> _Exercise goal_
Before you finish, make sure every line below has been written out exactly.

# # # # # # #

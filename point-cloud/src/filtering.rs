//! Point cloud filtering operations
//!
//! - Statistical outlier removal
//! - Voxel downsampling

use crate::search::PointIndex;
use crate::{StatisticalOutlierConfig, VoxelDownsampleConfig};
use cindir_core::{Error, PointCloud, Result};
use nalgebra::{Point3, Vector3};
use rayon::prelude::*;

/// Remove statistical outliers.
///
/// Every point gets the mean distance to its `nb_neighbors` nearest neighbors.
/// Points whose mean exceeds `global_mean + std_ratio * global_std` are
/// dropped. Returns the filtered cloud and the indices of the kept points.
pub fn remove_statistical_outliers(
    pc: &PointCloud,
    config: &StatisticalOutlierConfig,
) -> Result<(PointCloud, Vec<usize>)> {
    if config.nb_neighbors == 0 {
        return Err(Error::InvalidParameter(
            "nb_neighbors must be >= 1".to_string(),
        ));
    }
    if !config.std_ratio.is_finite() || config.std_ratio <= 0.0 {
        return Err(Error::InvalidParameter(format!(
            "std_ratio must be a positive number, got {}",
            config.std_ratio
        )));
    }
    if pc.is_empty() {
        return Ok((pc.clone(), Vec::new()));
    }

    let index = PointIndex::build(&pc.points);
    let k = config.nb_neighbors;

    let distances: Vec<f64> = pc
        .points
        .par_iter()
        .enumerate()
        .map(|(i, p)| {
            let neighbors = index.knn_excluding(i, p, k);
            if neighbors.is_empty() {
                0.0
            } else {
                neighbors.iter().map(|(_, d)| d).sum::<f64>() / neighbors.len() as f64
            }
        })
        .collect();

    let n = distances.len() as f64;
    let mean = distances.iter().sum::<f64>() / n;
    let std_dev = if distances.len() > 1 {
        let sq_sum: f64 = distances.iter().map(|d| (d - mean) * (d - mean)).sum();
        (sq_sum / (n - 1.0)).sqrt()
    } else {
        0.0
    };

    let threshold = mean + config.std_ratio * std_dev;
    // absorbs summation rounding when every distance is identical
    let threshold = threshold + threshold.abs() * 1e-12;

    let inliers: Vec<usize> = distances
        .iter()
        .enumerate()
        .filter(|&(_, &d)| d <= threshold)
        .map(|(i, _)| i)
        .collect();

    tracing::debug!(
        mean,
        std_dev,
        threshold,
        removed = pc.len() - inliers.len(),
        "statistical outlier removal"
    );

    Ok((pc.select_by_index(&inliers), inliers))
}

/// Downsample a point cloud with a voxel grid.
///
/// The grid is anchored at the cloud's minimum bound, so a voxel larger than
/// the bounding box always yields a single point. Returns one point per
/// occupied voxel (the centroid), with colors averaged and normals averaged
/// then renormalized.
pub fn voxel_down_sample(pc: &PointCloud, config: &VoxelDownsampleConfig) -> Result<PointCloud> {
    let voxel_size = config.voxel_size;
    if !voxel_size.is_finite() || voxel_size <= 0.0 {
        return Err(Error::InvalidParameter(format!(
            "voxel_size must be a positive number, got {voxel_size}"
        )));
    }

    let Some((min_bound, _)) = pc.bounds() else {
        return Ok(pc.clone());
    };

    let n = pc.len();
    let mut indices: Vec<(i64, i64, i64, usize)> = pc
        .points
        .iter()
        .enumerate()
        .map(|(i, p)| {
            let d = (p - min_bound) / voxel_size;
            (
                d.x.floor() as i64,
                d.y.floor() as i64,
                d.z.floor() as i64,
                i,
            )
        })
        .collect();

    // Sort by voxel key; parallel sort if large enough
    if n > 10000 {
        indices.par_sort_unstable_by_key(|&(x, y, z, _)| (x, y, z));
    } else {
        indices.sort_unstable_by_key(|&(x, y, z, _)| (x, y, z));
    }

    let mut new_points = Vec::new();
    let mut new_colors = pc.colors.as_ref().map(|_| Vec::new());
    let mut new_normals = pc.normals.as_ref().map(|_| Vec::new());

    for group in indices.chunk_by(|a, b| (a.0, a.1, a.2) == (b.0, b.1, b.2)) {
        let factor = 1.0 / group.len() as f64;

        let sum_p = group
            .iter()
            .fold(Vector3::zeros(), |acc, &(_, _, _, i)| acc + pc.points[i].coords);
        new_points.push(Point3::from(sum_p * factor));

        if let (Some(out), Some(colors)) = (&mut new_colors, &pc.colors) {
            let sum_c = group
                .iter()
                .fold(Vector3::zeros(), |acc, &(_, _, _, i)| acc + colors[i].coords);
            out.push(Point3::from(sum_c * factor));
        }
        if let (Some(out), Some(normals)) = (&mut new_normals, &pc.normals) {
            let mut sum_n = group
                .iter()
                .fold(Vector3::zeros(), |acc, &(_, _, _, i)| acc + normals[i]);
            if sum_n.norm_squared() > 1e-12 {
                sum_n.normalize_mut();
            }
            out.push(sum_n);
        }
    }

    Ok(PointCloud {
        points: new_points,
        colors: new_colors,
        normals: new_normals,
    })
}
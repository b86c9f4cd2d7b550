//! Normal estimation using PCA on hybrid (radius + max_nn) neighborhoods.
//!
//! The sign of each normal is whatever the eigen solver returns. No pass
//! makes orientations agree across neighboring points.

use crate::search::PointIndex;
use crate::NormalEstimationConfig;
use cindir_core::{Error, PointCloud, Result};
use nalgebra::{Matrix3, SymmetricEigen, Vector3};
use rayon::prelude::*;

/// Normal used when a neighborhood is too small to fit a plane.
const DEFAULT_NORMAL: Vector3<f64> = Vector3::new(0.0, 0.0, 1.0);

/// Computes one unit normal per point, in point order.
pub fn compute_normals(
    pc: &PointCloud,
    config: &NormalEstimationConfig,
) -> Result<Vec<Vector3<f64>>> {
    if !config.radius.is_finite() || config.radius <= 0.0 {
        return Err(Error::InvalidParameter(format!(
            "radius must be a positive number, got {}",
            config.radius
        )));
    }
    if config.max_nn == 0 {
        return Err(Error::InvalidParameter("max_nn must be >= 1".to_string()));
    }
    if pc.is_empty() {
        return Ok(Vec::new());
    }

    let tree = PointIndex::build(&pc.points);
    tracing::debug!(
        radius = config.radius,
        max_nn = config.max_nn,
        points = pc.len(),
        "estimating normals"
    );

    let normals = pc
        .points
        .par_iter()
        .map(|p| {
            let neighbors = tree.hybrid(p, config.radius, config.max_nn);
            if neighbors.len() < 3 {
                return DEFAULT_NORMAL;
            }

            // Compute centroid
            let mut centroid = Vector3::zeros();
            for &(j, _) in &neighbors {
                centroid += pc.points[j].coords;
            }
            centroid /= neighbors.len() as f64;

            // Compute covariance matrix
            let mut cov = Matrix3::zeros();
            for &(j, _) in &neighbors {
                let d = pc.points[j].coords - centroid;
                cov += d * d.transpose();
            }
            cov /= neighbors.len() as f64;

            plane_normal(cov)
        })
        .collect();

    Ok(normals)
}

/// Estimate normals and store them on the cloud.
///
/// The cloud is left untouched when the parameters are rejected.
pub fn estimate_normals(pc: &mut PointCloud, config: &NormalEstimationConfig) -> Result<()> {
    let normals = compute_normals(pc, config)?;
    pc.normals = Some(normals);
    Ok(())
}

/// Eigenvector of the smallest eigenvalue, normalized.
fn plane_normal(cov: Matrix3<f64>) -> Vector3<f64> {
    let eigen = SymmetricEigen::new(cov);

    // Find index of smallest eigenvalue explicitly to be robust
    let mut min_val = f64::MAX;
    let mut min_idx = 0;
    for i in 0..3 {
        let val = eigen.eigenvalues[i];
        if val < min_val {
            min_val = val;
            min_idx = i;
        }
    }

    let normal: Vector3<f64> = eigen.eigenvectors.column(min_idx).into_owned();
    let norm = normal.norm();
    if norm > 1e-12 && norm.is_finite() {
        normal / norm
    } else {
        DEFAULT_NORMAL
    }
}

# # # # # # #

> _Task result_
filename point-cloud/src/filtering.rs
//! Point cloud filtering operations
//!
//! - Statistical outlier removal
//! - Voxel downsampling

use crate::search::PointIndex;
use crate::{StatisticalOutlierConfig, VoxelDownsampleConfig};
use cindir_core::{Error, PointCloud, Result};
use nalgebra::{Point3, Vector3};
use rayon::prelude::*;

/// Remove statistical outliers.
///
/// Every point gets the mean distance to its `nb_neighbors` nearest neighbors.
/// Points whose mean exceeds `global_mean + std_ratio * global_std` are
/// dropped. Returns the filtered cloud and the indices of the kept points.
pub fn remove_statistical_outliers(
    pc: &PointCloud,
    config: &StatisticalOutlierConfig,
) -> Result<(PointCloud, Vec<usize>)> {
    if config.nb_neighbors == 0 {
        return Err(Error::InvalidParameter(
            "nb_neighbors must be >= 1".to_string(),
        ));
    }
    if !config.std_ratio.is_finite() || config.std_ratio <= 0.0 {
        return Err(Error::InvalidParameter(format!(
            "std_ratio must be a positive number, got {}",
            config.std_ratio
        )));
    }
    if pc.is_empty() {
        return Ok((pc.clone(), Vec::new()));
    }

    let index = PointIndex::build(&pc.points);
    let k = config.nb_neighbors;

    let distances: Vec<f64> = pc
        .points
        .par_iter()
        .enumerate()
        .map(|(i, p)| {
            let neighbors = index.knn_excluding(i, p, k);
            if neighbors.is_empty() {
                0.0
            } else {
                neighbors.iter().map(|(_, d)| d).sum::<f64>() / neighbors.len() as f64
            }
        })
        .collect();

    let n = distances.len() as f64;
    let mean = distances.iter().sum::<f64>() / n;
    let std_dev = if distances.len() > 1 {
        let sq_sum: f64 = distances.iter().map(|d| (d - mean) * (d - mean)).sum();
        (sq_sum / (n - 1.0)).sqrt()
    } else {
        0.0
    };

    let threshold = mean + config.std_ratio * std_dev;
    // absorbs summation rounding when every distance is identical
    let threshold = threshold + threshold.abs() * 1e-12;

    let inliers: Vec<usize> = distances
        .iter()
        .enumerate()
        .filter(|&(_, &d)| d <= threshold)
        .map(|(i, _)| i)
        .collect();

    tracing::debug!(
        mean,
        std_dev,
        threshold,
        removed = pc.len() - inliers.len(),
        "statistical outlier removal"
    );

    Ok((pc.select_by_index(&inliers), inliers))
}

/// Downsample a point cloud with a voxel grid.
///
/// The grid is anchored at the cloud's minimum bound, so a voxel larger than
/// the bounding box always yields a single point. Returns one point per
/// occupied voxel (the centroid), with colors averaged and normals averaged
/// then renormalized.
pub fn voxel_down_sample(pc: &PointCloud, config: &VoxelDownsampleConfig) -> Result<PointCloud> {
    let voxel_size = config.voxel_size;
    if !voxel_size.is_finite() || voxel_size <= 0.0 {
        return Err(Error::InvalidParameter(format!(
            "voxel_size must be a positive number, got {voxel_size}"
        )));
    }

    let Some((min_bound, _)) = pc.bounds() else {
        return Ok(pc.clone());
    };

    let n = pc.len();
    let mut indices: Vec<(i64, i64, i64, usize)> = pc
        .points
        .iter()
        .enumerate()
        .map(|(i, p)| {
            let d = (p - min_bound) / voxel_size;
            (
                d.x.floor() as i64,
                d.y.floor() as i64,
                d.z.floor() as i64,
                i,
            )
        })
        .collect();

    // Sort by voxel key; parallel sort if large enough
    if n > 10000 {
        indices.par_sort_unstable_by_key(|&(x, y, z, _)| (x, y, z));
    } else {
        indices.sort_unstable_by_key(|&(x, y, z, _)| (x, y, z));
    }

    let mut new_points = Vec::new();
    let mut new_colors = pc.colors.as_ref().map(|_| Vec::new());
    let mut new_normals = pc.normals.as_ref().map(|_| Vec::new());

    for group in indices.chunk_by(|a, b| (a.0, a.1, a.2) == (b.0, b.1, b.2)) {
        let factor = 1.0 / group.len() as f64;

        let sum_p = group
            .iter()
            .fold(Vector3::zeros(), |acc, &(_, _, _, i)| acc + pc.points[i].coords);
        new_points.push(Point3::from(sum_p * factor));

        if let (Some(out), Some(colors)) = (&mut new_colors, &pc.colors) {
            let sum_c = group
                .iter()
                .fold(Vector3::zeros(), |acc, &(_, _, _, i)| acc + colors[i].coords);
            out.push(Point3::from(sum_c * factor));
        }
        if let (Some(out), Some(normals)) = (&mut new_normals, &pc.normals) {
            let mut sum_n = group
                .iter()
                .fold(Vector3::zeros(), |acc, &(_, _, _, i)| acc + normals[i]);
            if sum_n.norm_squared() > 1e-12 {
                sum_n.normalize_mut();
            }
            out.push(sum_n);
        }
    }

    Ok(PointCloud {
        points: new_points,
        colors: new_colors,
        normals: new_normals,
    })
}
repository b86c9f4cd2d7b550
//! Normal estimation using PCA on hybrid (radius + max_nn) neighborhoods.
//!
//! The sign of each normal is whatever the eigen solver returns. No pass
//! makes orientations agree across neighboring points.

use crate::search::PointIndex;
use crate::NormalEstimationConfig;
use cindir_core::{Error, PointCloud, Result};
use nalgebra::{Matrix3, SymmetricEigen, Vector3};
use rayon::prelude::*;

/// Normal used when a neighborhood is too small to fit a plane.
const DEFAULT_NORMAL: Vector3<f64> = Vector3::new(0.0, 0.0, 1.0);

/// Computes one unit normal per point, in point order.
pub fn compute_normals(
    pc: &PointCloud,
    config: &NormalEstimationConfig,
) -> Result<Vec<Vector3<f64>>> {
    if !config.radius.is_finite() || config.radius <= 0.0 {
        return Err(Error::InvalidParameter(format!(
            "radius must be a positive number, got {}",
            config.radius
        )));
    }
    if config.max_nn == 0 {
        return Err(Error::InvalidParameter("max_nn must be >= 1".to_string()));
    }
    if pc.is_empty() {
        return Ok(Vec::new());
    }

    let tree = PointIndex::build(&pc.points);
    tracing::debug!(
        radius = config.radius,
        max_nn = config.max_nn,
        points = pc.len(),
        "estimating normals"
    );

    let normals = pc
        .points
        .par_iter()
        .map(|p| {
            let neighbors = tree.hybrid(p, config.radius, config.max_nn);
            if neighbors.len() < 3 {
                return DEFAULT_NORMAL;
            }

            // Compute centroid
            let mut centroid = Vector3::zeros();
            for &(j, _) in &neighbors {
                centroid += pc.points[j].coords;
            }
            centroid /= neighbors.len() as f64;

            // Compute covariance matrix
            let mut cov = Matrix3::zeros();
            for &(j, _) in &neighbors {
                let d = pc.points[j].coords - centroid;
                cov += d * d.transpose();
            }
            cov /= neighbors.len() as f64;

            plane_normal(cov)
        })
        .collect();

    Ok(normals)
}

/// Estimate normals and store them on the cloud.
///
/// The cloud is left untouched when the parameters are rejected.
pub fn estimate_normals(pc: &mut PointCloud, config: &NormalEstimationConfig) -> Result<()> {
    let normals = compute_normals(pc, config)?;
    pc.normals = Some(normals);
    Ok(())
}

/// Eigenvector of the smallest eigenvalue, normalized.
fn plane_normal(cov: Matrix3<f64>) -> Vector3<f64> {
    let eigen = SymmetricEigen::new(cov);

    // Find index of smallest eigenvalue explicitly to be robust
    let mut min_val = f64::MAX;
    let mut min_idx = 0;
    for i in 0..3 {
        let val = eigen.eigenvalues[i];
        if val < min_val {
            min_val = val;
            min_idx = i;
        }
    }

    let normal: Vector3<f64> = eigen.eigenvectors.column(min_idx).into_owned();
    let norm = normal.norm();
    if norm > 1e-12 && norm.is_finite() {
        normal / norm
    } else {
        DEFAULT_NORMAL
    }
}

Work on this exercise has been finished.